> _WORK REQUIRED_
From the first line to the last, write out the data below exactly.

-----

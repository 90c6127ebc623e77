//! Constant values of expressions, as JSON.
//!
//! Statements that hand arguments to the execution engine (bulk loads,
//! output destinations, chart specs) need values rather than SQL text.

use serde_json::{Number, Value};

use crate::pr::{EscapeItem, Expr, ExprKind, Literal, UnOp, UnaryExpr};
use crate::{Error, Result, WithErrorInfo};

/// The value of `expr`, or `None` when it is only known at execution time.
pub(crate) fn eval_value(expr: &Expr) -> Result<Option<Value>> {
    eval_kind(&expr.kind).with_span_fallback(expr.span)
}

fn eval_kind(kind: &ExprKind) -> Result<Option<Value>> {
    Ok(match kind {
        ExprKind::Literal(literal) => literal_value(literal)?,
        ExprKind::Unary(UnaryExpr {
            op: UnOp::Neg,
            expr,
        }) => match eval_value(expr)? {
            Some(Value::Number(n)) => Some(negate(&n)?),
            _ => None,
        },
        ExprKind::Tuple(items) if items.len() == 1 => eval_value(&items[0])?,
        ExprKind::Escaped(items) => escaped_text(items).map(Value::String),
        _ => None,
    })
}

pub(crate) fn literal_value(literal: &Literal) -> Result<Option<Value>> {
    Ok(match literal {
        Literal::Null => Some(Value::Null),
        Literal::Boolean(b) => Some(Value::Bool(*b)),
        Literal::Number(text) => Some(Value::Number(parse_number(text)?)),
        Literal::String(text) => Some(Value::String(unquote_string(text))),
        Literal::Json(text) => Some(Value::String(parse_json_string(text)?)),
        Literal::Blob(_) => None,
    })
}

fn parse_number(text: &str) -> Result<Number> {
    let invalid = || Error::new_semantic(format!("invalid number `{text}`"));

    if let Some(hex) = text.strip_prefix("0x").or_else(|| text.strip_prefix("0X")) {
        return i64::from_str_radix(hex, 16)
            .map(Number::from)
            .map_err(|_| invalid());
    }
    if let Ok(int) = text.parse::<i64>() {
        return Ok(Number::from(int));
    }
    text.parse::<f64>()
        .ok()
        .and_then(Number::from_f64)
        .ok_or_else(invalid)
}

fn negate(n: &Number) -> Result<Value> {
    let negated = if let Some(int) = n.as_i64() {
        int.checked_neg().map(Number::from)
    } else {
        n.as_f64().and_then(|f| Number::from_f64(-f))
    };
    negated
        .map(Value::Number)
        .ok_or_else(|| Error::new_semantic(format!("cannot negate `{n}`")))
}

/// The text of a single-quoted SQL string.
pub(crate) fn unquote_string(text: &str) -> String {
    let inner = text
        .strip_prefix('\'')
        .and_then(|t| t.strip_suffix('\''))
        .unwrap_or(text);
    inner.replace("''", "'")
}

fn parse_json_string(text: &str) -> Result<String> {
    serde_json::from_str(text)
        .map_err(|e| Error::new_semantic(format!("invalid JSON string {text}: {e}")))
}

/// The text of an escaped string that needs no conversions.
fn escaped_text(items: &[EscapeItem]) -> Option<String> {
    let mut text = String::new();
    for item in items {
        match item {
            EscapeItem::Text(t) => text += t,
            EscapeItem::Apostrophe => text.push('\''),
            EscapeItem::Percent => text.push('%'),
            EscapeItem::Backslash => text.push('\\'),
            EscapeItem::Control(code) => text.push(char::from_u32(*code)?),
            EscapeItem::Unicode(hex) => text.push(char::from_u32(u32::from_str_radix(hex, 16).ok()?)?),
            EscapeItem::Format { .. } | EscapeItem::Interpolate(_) | EscapeItem::Unknown(_) => {
                return None
            }
        }
    }
    Some(text)
}

#[cfg(test)]
mod test {
    use rstest::rstest;
    use serde_json::json;

    use super::*;
    use crate::test::parse_expr;

    fn value(source: &str) -> Option<Value> {
        eval_value(&parse_expr(source)).unwrap()
    }

    #[rstest]
    #[case::integer("42", json!(42))]
    #[case::negative("-7", json!(-7))]
    #[case::hex("0x1F", json!(31))]
    #[case::float("1.5e3", json!(1500.0))]
    #[case::string("'it''s'", json!("it's"))]
    #[case::json(r#""a\tb""#, json!("a\tb"))]
    #[case::escaped(r"e'\u{29e3d}!'", json!("𩸽!"))]
    #[case::null("null", json!(null))]
    #[case::parenthesized("(true)", json!(true))]
    fn test_constants(#[case] source: &str, #[case] expected: Value) {
        assert_eq!(value(source), Some(expected));
    }

    #[test]
    fn test_non_constants() {
        assert_eq!(value("a + 1"), None);
        assert_eq!(value("x'00'"), None);
        assert_eq!(value(r"e'\(a)'"), None);
    }

    #[test]
    fn test_invalid_number() {
        let err = eval_value(&parse_expr("0xffffffffffffffffff")).unwrap_err();
        assert_eq!(err.reason.to_string(), "invalid number `0xffffffffffffffffff`");
        assert!(err.span.is_some());
    }
}
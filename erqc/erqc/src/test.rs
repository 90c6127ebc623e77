#![cfg(test)]
//! Helpers for unit tests: parse a fragment and hand back the node under test.

use erqc_parser::{parse_source, Rule};

use crate::pr::{Expr, Stmt, TableExpr};

pub(crate) fn parse_script(source: &str) -> Vec<Stmt> {
    parse_source(source, Rule::Script).unwrap()
}

/// Parses `source` as the table expression of a single query statement.
pub(crate) fn parse_table(source: &str) -> TableExpr {
    let mut stmts = parse_source(source, Rule::Statement).unwrap();
    stmts.remove(0).kind.into_query().unwrap().table
}

/// Parses `source` as the only item of an unbound projection.
pub(crate) fn parse_expr(source: &str) -> Expr {
    let table = parse_table(&format!("{{{source}}}"));
    let pipeline = table.kind.into_pipeline().unwrap();
    let projection = pipeline.ops.into_iter().next().unwrap().kind.into_project().unwrap();
    projection.items.into_iter().next().unwrap().expr
}
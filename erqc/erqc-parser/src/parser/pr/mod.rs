//! PR, or "Parser Representation" is the AST of parsed Erq. Statements hold
//! table expressions, which hold scalar expressions. Nothing here knows
//! about SQL; lowering happens in `erqc`.

pub use expr::*;
pub use ident::*;
pub use ops::*;
pub use stmt::*;
pub use table::*;

pub use crate::span::Span;

mod expr;
mod ident;
mod ops;
mod stmt;
mod table;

-----

> _EXERCISE OUTPUT_
repository 90c6127ebc623e77
//! Constant values of expressions, as JSON.
//!
//! Statements that hand arguments to the execution engine (bulk loads,
//! output destinations, chart specs) need values rather than SQL text.

use serde_json::{Number, Value};

use crate::pr::{EscapeItem, Expr, ExprKind, Literal, UnOp, UnaryExpr};
use crate::{Error, Result, WithErrorInfo};

/// The value of `expr`, or `None` when it is only known at execution time.
pub(crate) fn eval_value(expr: &Expr) -> Result<Option<Value>> {
    eval_kind(&expr.kind).with_span_fallback(expr.span)
}

fn eval_kind(kind: &ExprKind) -> Result<Option<Value>> {
    Ok(match kind {
        ExprKind::Literal(literal) => literal_value(literal)?,
        ExprKind::Unary(UnaryExpr {
            op: UnOp::Neg,
            expr,
        }) => match eval_value(expr)? {
            Some(Value::Number(n)) => Some(negate(&n)?),
            _ => None,
        },
        ExprKind::Tuple(items) if items.len() == 1 => eval_value(&items[0])?,
        ExprKind::Escaped(items) => escaped_text(items).map(Value::String),
        _ => None,
    })
}

pub(crate) fn literal_value(literal: &Literal) -> Result<Option<Value>> {
    Ok(match literal {
        Literal::Null => Some(Value::Null),
        Literal::Boolean(b) => Some(Value::Bool(*b)),
        Literal::Number(text) => Some(Value::Number(parse_number(text)?)),
        Literal::String(text) => Some(Value::String(unquote_string(text))),
        Literal::Json(text) => Some(Value::String(parse_json_string(text)?)),
        Literal::Blob(_) => None,
    })
}

fn parse_number(text: &str) -> Result<Number> {
    let invalid = || Error::new_semantic(format!("invalid number `{text}`"));

    if let Some(hex) = text.strip_prefix("0x").or_else(|| text.strip_prefix("0X")) {
        return i64::from_str_radix(hex, 16)
            .map(Number::from)
            .map_err(|_| invalid());
    }
    if let Ok(int) = text.parse::<i64>() {
        return Ok(Number::from(int));
    }
    text.parse::<f64>()
        .ok()
        .and_then(Number::from_f64)
        .ok_or_else(invalid)
}

fn negate(n: &Number) -> Result<Value> {
    let negated = if let Some(int) = n.as_i64() {
        int.checked_neg().map(Number::from)
    } else {
        n.as_f64().and_then(|f| Number::from_f64(-f))
    };
    negated
        .map(Value::Number)
        .ok_or_else(|| Error::new_semantic(format!("cannot negate `{n}`")))
}

/// The text of a single-quoted SQL string.
pub(crate) fn unquote_string(text: &str) -> String {
    let inner = text
        .strip_prefix('\'')
        .and_then(|t| t.strip_suffix('\''))
        .unwrap_or(text);
    inner.replace("''", "'")
}

fn parse_json_string(text: &str) -> Result<String> {
    serde_json::from_str(text)
        .map_err(|e| Error::new_semantic(format!("invalid JSON string {text}: {e}")))
}

/// The text of an escaped string that needs no conversions.
fn escaped_text(items: &[EscapeItem]) -> Option<String> {
    let mut text = String::new();
    for item in items {
        match item {
            EscapeItem::Text(t) => text += t,
            EscapeItem::Apostrophe => text.push('\''),
            EscapeItem::Percent => text.push('%'),
            EscapeItem::Backslash => text.push('\\'),
            EscapeItem::Control(code) => text.push(char::from_u32(*code)?),
            EscapeItem::Unicode(hex) => text.push(char::from_u32(u32::from_str_radix(hex, 16).ok()?)?),
            EscapeItem::Format { .. } | EscapeItem::Interpolate(_) | EscapeItem::Unknown(_) => {
                return None
            }
        }
    }
    Some(text)
}

#[cfg(test)]
mod test {
    use rstest::rstest;
    use serde_json::json;

    use super::*;
    use crate::test::parse_expr;

    fn value(source: &str) -> Option<Value> {
        eval_value(&parse_expr(source)).unwrap()
    }

    #[rstest]
    #[case::integer("42", json!(42))]
    #[case::negative("-7", json!(-7))]
    #[case::hex("0x1F", json!(31))]
    #[case::float("1.5e3", json!(1500.0))]
    #[case::string("'it''s'", json!("it's"))]
    #[case::json(r#""a\tb""#, json!("a\tb"))]
    #[case::escaped(r"e'\u{29e3d}!'", json!("𩸽!"))]
    #[case::null("null", json!(null))]
    #[case::parenthesized("(true)", json!(true))]
    fn test_constants(#[case] source: &str, #[case] expected: Value) {
        assert_eq!(value(source), Some(expected));
    }

    #[test]
    fn test_non_constants() {
        assert_eq!(value("a + 1"), None);
        assert_eq!(value("x'00'"), None);
        assert_eq!(value(r"e'\(a)'"), None);
    }

    #[test]
    fn test_invalid_number() {
        let err = eval_value(&parse_expr("0xffffffffffffffffff")).unwrap_err();
        assert_eq!(err.reason.to_string(), "invalid number `0xffffffffffffffffff`");
        assert!(err.span.is_some());
    }
}
filename erqc/erqc/src/test.rs
repository 90c6127ebc623e77
#![cfg(test)]
//! Helpers for unit tests: parse a fragment and hand back the node under test.

use erqc_parser::{parse_source, Rule};

use crate::pr::{Expr, Stmt, TableExpr};

pub(crate) fn parse_script(source: &str) -> Vec<Stmt> {
    parse_source(source, Rule::Script).unwrap()
}

/// Parses `source` as the table expression of a single query statement.
pub(crate) fn parse_table(source: &str) -> TableExpr {
    let mut stmts = parse_source(source, Rule::Statement).unwrap();
    stmts.remove(0).kind.into_query().unwrap().table
}

/// Parses `source` as the only item of an unbound projection.
pub(crate) fn parse_expr(source: &str) -> Expr {
    let table = parse_table(&format!("{{{source}}}"));
    let pipeline = table.kind.into_pipeline().unwrap();
    let projection = pipeline.ops.into_iter().next().unwrap().kind.into_project().unwrap();
    projection.items.into_iter().next().unwrap().expr
}
filename erqc/erqc-parser/src/parser/pr/mod.rs
//! PR, or "Parser Representation" is the AST of parsed Erq. Statements hold
//! table expressions, which hold scalar expressions. Nothing here knows
//! about SQL; lowering happens in `erqc`.

pub use expr::*;
pub use ident::*;
pub use ops::*;
pub use stmt::*;
pub use table::*;

pub use crate::span::Span;

mod expr;
mod ident;
mod ops;
mod stmt;
mod table;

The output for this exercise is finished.